Semasa masih menjadi mahasiswa Wildan dan sahabat karibnya seorang antropolog Bambang Pranowo kerap datang ke rumah AR Baswedan. Pada keduanya AR Baswedan kerap menyuntikan semangat perjuangan.
“Sering beliau berkata ‘Tanamkan dalam diri kamu semangat juang, dan perjuangan dan akidah.’” kata Wildan.
Wildan mengungkapkan betapa sosok AR Baswedan sangat berpengaruh bagi dirinya. Bahkan upayanya mendirikan berbagai gerakan usaha bahkan di bidang pendidikan lahirlah Yayasan Pendidikan Islam Sudirman di Wonogiri.
Ia menuturkan bahwa keberadaan yayasan tersebut tidak lepas dari inspirasi sosok yang merupakan mantan anggota Dewan Konstituante tersebut.
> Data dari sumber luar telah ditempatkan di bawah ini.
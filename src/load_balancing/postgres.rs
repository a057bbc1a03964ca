//! tokio-postgres backed connection pool.
//!
//! # Responsibilities
//! - Hand out at most `size` connections to one server
//! - Reuse idle clients, connect lazily on demand
//! - Map driver errors onto `DbError` kinds
//! - Bound the startup handshake and every query by `query_timeout`
//!
//! # Design Decisions
//! - Slots are reserved with a CAS loop before connecting, so `size` is a hard cap
//! - `disconnect` bumps a generation counter; clients checked out before the
//!   disconnect are closed when they come back instead of being reused

use std::sync::atomic::{AtomicU64, AtomicUsize, Ordering};
use std::sync::Mutex;
use std::time::Duration;

use tokio::time;
use tokio_postgres::{Client, Config, NoTls, SimpleQueryMessage};

use crate::load_balancing::pool::{Connection, ConnectionPool, DbError, Row};

/// Build a driver configuration for one server.
pub fn pg_config(
    host: &str,
    port: u16,
    database: &str,
    user: &str,
    password: Option<&str>,
    connect_timeout: Duration,
) -> Config {
    let mut config = Config::new();
    config
        .host(host)
        .port(port)
        .dbname(database)
        .user(user)
        .application_name("replica-watchdog")
        .connect_timeout(connect_timeout);

    if let Some(password) = password {
        config.password(password);
    }

    config
}

fn classify(error: tokio_postgres::Error) -> DbError {
    if let Some(db_error) = error.as_db_error() {
        DbError::StatementInvalid(format!("{}: {}", db_error.code().code(), db_error.message()))
    } else if error.is_closed() {
        DbError::ConnectionNotEstablished(error.to_string())
    } else {
        DbError::Postgres(error.to_string())
    }
}

fn timed_out(what: &str, after: Duration) -> DbError {
    DbError::ConnectionNotEstablished(format!("{} timed out after {:?}", what, after))
}

/// A client checked out of a `PgPool`.
pub struct PgConnection {
    client: Client,
    generation: u64,
    query_timeout: Duration,
}

impl Connection for PgConnection {
    async fn select_row(&mut self, sql: &str) -> Result<Option<Row>, DbError> {
        let messages = time::timeout(self.query_timeout, self.client.simple_query(sql))
            .await
            .map_err(|_| timed_out("query", self.query_timeout))?
            .map_err(classify)?;

        for message in messages {
            if let SimpleQueryMessage::Row(row) = message {
                let mut out = Row::new();
                for (idx, column) in row.columns().iter().enumerate() {
                    if let Some(value) = row.get(idx) {
                        out.insert(column.name().to_string(), value.to_string());
                    }
                }
                return Ok(Some(out));
            }
        }

        Ok(None)
    }
}

/// Connection pool for a single PostgreSQL server.
pub struct PgPool {
    config: Config,
    size: usize,
    query_timeout: Duration,
    idle: Mutex<Vec<Client>>,
    in_use: AtomicUsize,
    generation: AtomicU64,
}

impl PgPool {
    /// Create a pool. No connection is opened until the first `acquire`.
    ///
    /// `query_timeout` bounds both connection setup (TCP plus the startup
    /// handshake) and each query.
    pub fn new(config: Config, size: usize, query_timeout: Duration) -> Self {
        Self {
            config,
            size,
            query_timeout,
            idle: Mutex::new(Vec::with_capacity(size)),
            in_use: AtomicUsize::new(0),
            generation: AtomicU64::new(0),
        }
    }

    pub fn size(&self) -> usize {
        self.size
    }

    /// Number of idle clients ready for reuse.
    pub fn idle_count(&self) -> usize {
        self.idle.lock().unwrap_or_else(|e| e.into_inner()).len()
    }

    fn try_reserve(&self) -> bool {
        let mut prev = self.in_use.load(Ordering::Relaxed);
        loop {
            if prev >= self.size {
                return false;
            }
            match self.in_use.compare_exchange_weak(prev, prev + 1, Ordering::AcqRel, Ordering::Relaxed) {
                Ok(_) => return true,
                Err(x) => prev = x,
            }
        }
    }

    fn take_idle(&self) -> Option<Client> {
        let mut idle = self.idle.lock().unwrap_or_else(|e| e.into_inner());
        while let Some(client) = idle.pop() {
            if !client.is_closed() {
                return Some(client);
            }
        }
        None
    }

    async fn connect(&self) -> Result<Client, DbError> {
        let (client, connection) = time::timeout(self.query_timeout, self.config.connect(NoTls))
            .await
            .map_err(|_| timed_out("connection setup", self.query_timeout))?
            .map_err(|e| DbError::ConnectionNotEstablished(e.to_string()))?;

        tokio::spawn(async move {
            if let Err(e) = connection.await {
                tracing::warn!(error = %e, "PostgreSQL connection closed with error");
            }
        });

        Ok(client)
    }
}

impl ConnectionPool for PgPool {
    type Connection = PgConnection;

    async fn acquire(&self) -> Result<PgConnection, DbError> {
        if !self.try_reserve() {
            return Err(DbError::PoolExhausted { size: self.size });
        }

        let generation = self.generation.load(Ordering::Acquire);

        let client = match self.take_idle() {
            Some(client) => client,
            None => match self.connect().await {
                Ok(client) => client,
                Err(e) => {
                    self.in_use.fetch_sub(1, Ordering::AcqRel);
                    return Err(e);
                }
            },
        };

        Ok(PgConnection {
            client,
            generation,
            query_timeout: self.query_timeout,
        })
    }

    fn release(&self, conn: PgConnection) {
        self.in_use.fetch_sub(1, Ordering::AcqRel);

        let current = self.generation.load(Ordering::Acquire);
        if conn.generation != current || conn.client.is_closed() {
            return;
        }

        let mut idle = self.idle.lock().unwrap_or_else(|e| e.into_inner());
        if idle.len() < self.size {
            idle.push(conn.client);
        }
    }

    fn in_use_count(&self) -> usize {
        self.in_use.load(Ordering::Relaxed)
    }

    fn disconnect(&self) {
        self.generation.fetch_add(1, Ordering::AcqRel);

        let dropped = {
            let mut idle = self.idle.lock().unwrap_or_else(|e| e.into_inner());
            std::mem::take(&mut *idle)
        };

        tracing::debug!(closed = dropped.len(), "Disconnected idle pool connections");
    }
}
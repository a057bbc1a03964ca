//! Shutdown coordination.

use tokio::sync::broadcast;

/// Coordinator for graceful shutdown.
///
/// Provides a broadcast channel that all long-running tasks can subscribe to.
/// Clones share the same channel.
#[derive(Clone)]
pub struct Shutdown {
    tx: broadcast::Sender<()>,
}

impl Shutdown {
    pub fn new() -> Self {
        let (tx, _) = broadcast::channel(1);
        Self { tx }
    }

    /// Subscribe to the shutdown signal.
    pub fn subscribe(&self) -> broadcast::Receiver<()> {
        self.tx.subscribe()
    }

    /// Trigger the shutdown signal.
    pub fn trigger(&self) {
        let _ = self.tx.send(());
    }

    /// Number of tasks still listening.
    pub fn receiver_count(&self) -> usize {
        self.tx.receiver_count()
    }
}

impl Default for Shutdown {
    fn default() -> Self {
        Self::new()
    }
}
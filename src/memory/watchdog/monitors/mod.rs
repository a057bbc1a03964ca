//! Concrete watchdog conditions.

pub mod heap_fragmentation;
pub mod memory_growth;

pub use heap_fragmentation::HeapFragmentation;
pub use memory_growth::MemoryGrowth;
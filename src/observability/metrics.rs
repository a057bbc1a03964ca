//! Metrics collection and exposition.
//!
//! # Metrics
//! - `memwd_violations_total` (counter): violating ticks, by `pid` and `reason`
//! - `memwd_violations_handled_total` (counter): callbacks fired, by `pid` and `reason`
//! - `memwd_max_heap_frag` (gauge): configured heap fragmentation limit
//! - `memwd_max_mem_growth` (gauge): configured memory growth multiplier
//! - `db_load_balancing_host_online` (gauge): 1=online, 0=offline, by host
//! - `db_load_balancing_host_offline_total` (counter): forced offline transitions
//!
//! # Design Decisions
//! - Without an installed recorder every call is a no-op, so tests need no setup

use std::net::SocketAddr;

use metrics_exporter_prometheus::PrometheusBuilder;

/// Install the Prometheus recorder and its scrape endpoint.
pub fn init_metrics(addr: SocketAddr) -> Result<(), Box<dyn std::error::Error + Send + Sync>> {
    PrometheusBuilder::new().with_http_listener(addr).install()?;

    metrics::describe_counter!(
        "memwd_violations_total",
        "Watchdog ticks where a monitored limit was violated"
    );
    metrics::describe_counter!(
        "memwd_violations_handled_total",
        "Watchdog violations that exceeded the strike limit and were handled"
    );
    metrics::describe_gauge!("memwd_max_heap_frag", "Configured heap fragmentation limit");
    metrics::describe_gauge!("memwd_max_mem_growth", "Configured memory growth multiplier");
    metrics::describe_gauge!(
        "db_load_balancing_host_online",
        "Replica status after the last check (1=online, 0=offline)"
    );
    metrics::describe_counter!(
        "db_load_balancing_host_offline_total",
        "Replicas forced offline after a connection error"
    );

    tracing::info!(address = %addr, "Metrics endpoint listening");
    Ok(())
}

pub fn record_violation(worker_id: &str, reason: &str) {
    metrics::counter!(
        "memwd_violations_total",
        "pid" => worker_id.to_string(),
        "reason" => reason.to_string()
    )
    .increment(1);
}

pub fn record_violation_handled(worker_id: &str, reason: &str) {
    metrics::counter!(
        "memwd_violations_handled_total",
        "pid" => worker_id.to_string(),
        "reason" => reason.to_string()
    )
    .increment(1);
}

pub fn set_max_heap_fragmentation(limit: f64) {
    metrics::gauge!("memwd_max_heap_frag").set(limit);
}

pub fn set_max_mem_growth(limit: f64) {
    metrics::gauge!("memwd_max_mem_growth").set(limit);
}

pub fn record_host_online(host: &str, port: u16, online: bool) {
    metrics::gauge!(
        "db_load_balancing_host_online",
        "db_host" => host.to_string(),
        "db_port" => port.to_string()
    )
    .set(if online { 1.0 } else { 0.0 });
}

pub fn record_host_offline(host: &str, port: u16) {
    metrics::counter!(
        "db_load_balancing_host_offline_total",
        "db_host" => host.to_string(),
        "db_port" => port.to_string()
    )
    .increment(1);
    record_host_online(host, port, false);
}
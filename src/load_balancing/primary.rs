//! Primary database write location lookup.

use crate::load_balancing::lsn::Lsn;
use crate::load_balancing::pool::{query_first_row, ConnectionPool, DbError};

/// Reports the current WAL write position of a cascading replica that
/// feeds WAL senders, or the insert position of a real primary.
const WRITE_LOCATION_SQL: &str = "SELECT CASE \
     WHEN pg_is_in_recovery() = true AND EXISTS (SELECT 1 FROM pg_stat_get_wal_senders()) \
     THEN pg_last_wal_replay_lsn()::text \
     WHEN pg_is_in_recovery() = false \
     THEN pg_current_wal_insert_lsn()::text \
     ELSE NULL \
     END AS location";

/// Handle on the primary database, used to measure replica byte lag.
pub struct Primary<P> {
    pool: P,
}

impl<P: ConnectionPool> Primary<P> {
    pub fn new(pool: P) -> Self {
        Self { pool }
    }

    pub fn pool(&self) -> &P {
        &self.pool
    }

    /// Fetch the primary's current write location.
    ///
    /// A primary that cannot report a location is a misconfiguration, not a
    /// connectivity problem, so that case surfaces as `DbError::Unexpected`.
    pub async fn write_location(&self) -> Result<Lsn, DbError> {
        let row = query_first_row(&self.pool, WRITE_LOCATION_SQL).await?;

        let location = row
            .as_ref()
            .and_then(|r| r.get("location"))
            .ok_or_else(|| {
                DbError::Unexpected("failed to determine the write location of the primary database".to_string())
            })?;

        location
            .parse()
            .map_err(|e| DbError::Unexpected(format!("primary reported {}", e)))
    }
}
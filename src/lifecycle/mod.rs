//! Lifecycle management subsystem.
//!
//! # Data Flow
//! ```text
//! Signals (signals.rs):
//!     SIGTERM/SIGINT → Shutdown::trigger
//!
//! Shutdown (shutdown.rs):
//!     broadcast → replica poller drains hosts
//!               → memory watchdog exits its loop
//! ```
//!
//! # Design Decisions
//! - A watchdog handler may trigger the same shutdown path as a signal
//! - Host draining has its own deadline, so shutdown cannot hang

pub mod shutdown;
pub mod signals;

pub use shutdown::Shutdown;
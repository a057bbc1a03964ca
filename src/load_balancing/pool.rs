//! Connection pool surface used by replica health probes.
//!
//! # Responsibilities
//! - Define the narrow pool/connection interface a `Host` owns
//! - Classify database failures into connection-class and unexpected kinds
//! - Return every acquired connection to its pool
//!
//! # Design Decisions
//! - Release happens in `Drop`, so errors, panics and cancelled futures release too
//! - Rows are text maps; callers parse the columns they selected

use std::collections::HashMap;
use std::future::Future;

/// A single result row, column name to text value. NULL columns are absent.
pub type Row = HashMap<String, String>;

/// Error returned by the database access layer.
#[derive(Debug, Clone, PartialEq, Eq, thiserror::Error)]
pub enum DbError {
    #[error("connection not established: {0}")]
    ConnectionNotEstablished(String),
    #[error("statement invalid: {0}")]
    StatementInvalid(String),
    #[error("postgres error: {0}")]
    Postgres(String),
    #[error("connection pool exhausted: {size} connections in use")]
    PoolExhausted { size: usize },
    #[error("{0}")]
    Unexpected(String),
}

impl DbError {
    /// Connection-class errors are expected while a replica is unreachable
    /// and are handled locally instead of propagated.
    pub fn is_connection_error(&self) -> bool {
        matches!(
            self,
            DbError::ConnectionNotEstablished(_) | DbError::StatementInvalid(_) | DbError::Postgres(_)
        )
    }
}

/// A checked-out database connection.
pub trait Connection: Send {
    /// Run `sql` and return its first row, if any.
    fn select_row(&mut self, sql: &str) -> impl Future<Output = Result<Option<Row>, DbError>> + Send;
}

/// A pool of connections to one database server.
pub trait ConnectionPool: Send + Sync {
    type Connection: Connection;

    /// Check out a connection.
    fn acquire(&self) -> impl Future<Output = Result<Self::Connection, DbError>> + Send;

    /// Return a connection previously handed out by `acquire`.
    fn release(&self, conn: Self::Connection);

    /// Number of connections currently checked out.
    fn in_use_count(&self) -> usize;

    /// Close every connection the pool holds.
    fn disconnect(&self);
}

/// A RAII guard that hands its connection back to the pool on drop.
pub struct Lease<'a, P: ConnectionPool> {
    pool: &'a P,
    conn: Option<P::Connection>,
}

impl<'a, P: ConnectionPool> Lease<'a, P> {
    /// Check out a connection from `pool`.
    pub async fn acquire(pool: &'a P) -> Result<Self, DbError> {
        let conn = pool.acquire().await?;
        Ok(Self {
            pool,
            conn: Some(conn),
        })
    }

    /// Run a query on the leased connection.
    pub async fn select_row(&mut self, sql: &str) -> Result<Option<Row>, DbError> {
        match self.conn.as_mut() {
            Some(conn) => conn.select_row(sql).await,
            None => Err(DbError::Unexpected("connection already released".to_string())),
        }
    }
}

impl<P: ConnectionPool> Drop for Lease<'_, P> {
    fn drop(&mut self) {
        if let Some(conn) = self.conn.take() {
            self.pool.release(conn);
        }
    }
}

/// Run `sql` on a pooled connection and return the first row.
///
/// The connection is released before this returns, whatever the outcome.
pub async fn query_first_row<P: ConnectionPool>(pool: &P, sql: &str) -> Result<Option<Row>, DbError> {
    let mut lease = Lease::acquire(pool).await?;
    lease.select_row(sql).await
}
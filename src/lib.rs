//! Database replica health tracking and a process memory watchdog.

pub mod config;
pub mod lifecycle;
pub mod load_balancing;
pub mod memory;
pub mod observability;

pub use config::ServiceConfig;
pub use lifecycle::Shutdown;
pub use load_balancing::{Host, HostSettings};
pub use memory::watchdog::Watchdog;
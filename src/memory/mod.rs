//! Process memory health.
//!
//! # Data Flow
//! ```text
//! process.rs (/proc readings)
//!     → watchdog/monitors (heap fragmentation, memory growth)
//!     → watchdog/monitor.rs (strike counting)
//!     → watchdog/handlers.rs (remediation)
//! ```

pub mod process;
pub mod watchdog;

pub use process::{ProcMemory, ProcessMemory};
Wildan mengatakan selepas dia lulus dari IAIN Sunan Kalijaga dirinya pernah meminta nasihat dari sang penggagas Sumpah Pemuda Indonesia Keturunan Arab tersebut.
Salah satu pesannya ialah agar dirinya datang menemui mantan tokoh Masyumi di Wonogiri. Seolah AR sedang mengajarkan kepada anak muda untuk tetap menjalin silaturahmi dengan rekan-rekan seperjuangannya di manapun berada.
“Pada waktu saya menyelesaikan studi di IAIN, begitu saya lulus. Nasihat dari Pak Baswedan… perintah beliau, ‘Temui seseorang tokoh Masyumi’ namanya Ibu Sunarin,” ujarnya.
“Adalah tokoh Masyumi dan Ketua Dewan Da’wah Islamiyah Indonesia (DDII) Wonogiri,” terang Wildan.
Wildan menambahkan sebagai bukti tanda terima kasihnya atas kecintaan AR Baswedan terhadap dirinya ia ungkapkan dalam bukunya. Sebuah buku yang terbit menjelang purna tugasnya sebagai hakim Agung di Mahkamah Agung (MA).
“Oleh karena itu pada saat saya mengakhiri dinas saya di Mahkamah Agung sebagai pengadil, sebagai hakim maka saya tulis tentang AR Baswedan dan itu di dalam satu buku biografi saya,” ungkap Wildan.